Was that it?

Levelling out

Investors in Europe and America showed no interest in chasing the euro higher on Monday. One can only imagine that the precautional orders they had placed on Friday evening either had or had not already been executed in the Far East and they had nothing more to say. Currency movements were consequently modest.

On average sterling was unchanged on the day. It was down by a fifth of a cent against the euro, the Swiss franc, the US and Australian dollars and the yen. Making up for that were gains of one NZ cent and three quarters of a Canadian cent. The gap between the Norwegian krone at the front of the pack and the Kiwi at the rear was well under 1%.

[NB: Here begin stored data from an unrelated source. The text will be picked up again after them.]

//! Progress reporting for long listings.

use indicatif::{ProgressBar, ProgressDrawTarget, ProgressStyle};
use std::time::Duration;

/// Receiver of counting progress.
pub trait Progress {
    /// Announce the expected number of items.
    fn set_total(&mut self, total: u64);

    /// Record `delta` newly counted items.
    fn increment(&mut self, delta: u64);

    /// Close the indicator. Called once, after the last page.
    fn finish(&mut self);
}

/// Progress sink that discards everything.
#[derive(Debug, Clone, Copy, Default)]
pub struct NoProgress;

impl Progress for NoProgress {
    fn set_total(&mut self, _total: u64) {}

    fn increment(&mut self, _delta: u64) {}

    fn finish(&mut self) {}
}

/// Terminal progress bar drawn on stderr.
///
/// The bar stays hidden until a total is set, so creating one for a listing
/// that ends up not tracking progress prints nothing.
pub struct TerminalProgress {
    bar: ProgressBar,
    label: String,
}

impl TerminalProgress {
    /// Create a bar labelled `label` (e.g. "Comments").
    pub fn new(label: impl Into<String>) -> Self {
        let bar = ProgressBar::hidden();
        bar.set_style(
            ProgressStyle::with_template(
                "{msg}: {percent:>3}%|{wide_bar}| {pos}/{len} [{elapsed_precise}<{eta_precise}, {per_sec}]",
            )
            .unwrap_or_else(|_| ProgressStyle::default_bar()),
        );
        Self {
            bar,
            label: label.into(),
        }
    }

    /// Current position of the bar.
    pub fn position(&self) -> u64 {
        self.bar.position()
    }
}

impl Progress for TerminalProgress {
    fn set_total(&mut self, total: u64) {
        self.bar.set_length(total);
        self.bar.set_message(self.label.clone());
        self.bar
            .set_draw_target(ProgressDrawTarget::stderr_with_hz(12));
        self.bar.enable_steady_tick(Duration::from_millis(120));
    }

    fn increment(&mut self, delta: u64) {
        self.bar.inc(delta);
    }

    fn finish(&mut self) {
        // Position may be above or below the length; both are valid end states.
        self.bar.abandon();
    }
}

impl std::fmt::Debug for TerminalProgress {
    fn fmt(&self, f: &mut std::fmt::Formatter<'_>) -> std::fmt::Result {
        f.debug_struct("TerminalProgress")
            .field("label", &self.label)
            .field("position", &self.bar.position())
            .field("length", &self.bar.length())
            .finish()
    }
}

As suspected, the economic data provided no inspiration in either direction. German business confidence measures from IFO showed companies slightly happier about the current situation and fractionally less optimistic for the future. The CBI's survey of manufacturers' order books delivered a reading of 4, a point below forecast and four points lower on the month. Canadian wholesale sales were down by a monthly -0.2%.

Tax and duty

The media are insistent that the first hundred days of a presidency are a sort of honeymoon period, during which the new guy is supposed to get thing done. With only five of those days remaining, Donald Trump came up with two things yesterday: income tax and lumber duty.

The White House let it be known that Mr Trump want to lower the corporate tax rate to 15%. The story was a follow-up to his comment on Friday that he was aiming for "maybe the biggest tax cut we've ever had". Also on Monday he told journalists that "we're going to be putting a 20% tax on softwood lumber… coming in from Canada". Neither had much effect on the US dollar.

However, the threat of an import duty on Canadian softwood was unhelpful to the Loonie. The Canadian dollar lost half a cent on the news, partly as a result of the direct impact the tariff is likely to have and partly because it represents a further souring of trade relations between the two countries.


The holiday in New Zealand and Australia meant a slow start this morning that was compounded by a complete lack of economic data from the Far East. The rest of the day's programme is hardly any more action-packed, with most of the ecostats coming from the States.

European figures this morning cover Swedish unemployment and British public sector borrowing. Those from the US after lunch relate to house prices, consumer confidence and new home sales, none of which are notorious for their market-moving potential. The Australian inflation figures appear tonight.

The question today will be whether the euro has any gas left in the tank after Monday morning's leap. Are investors still bullish or might they worry about writing off Marine Le Pen too prematurely?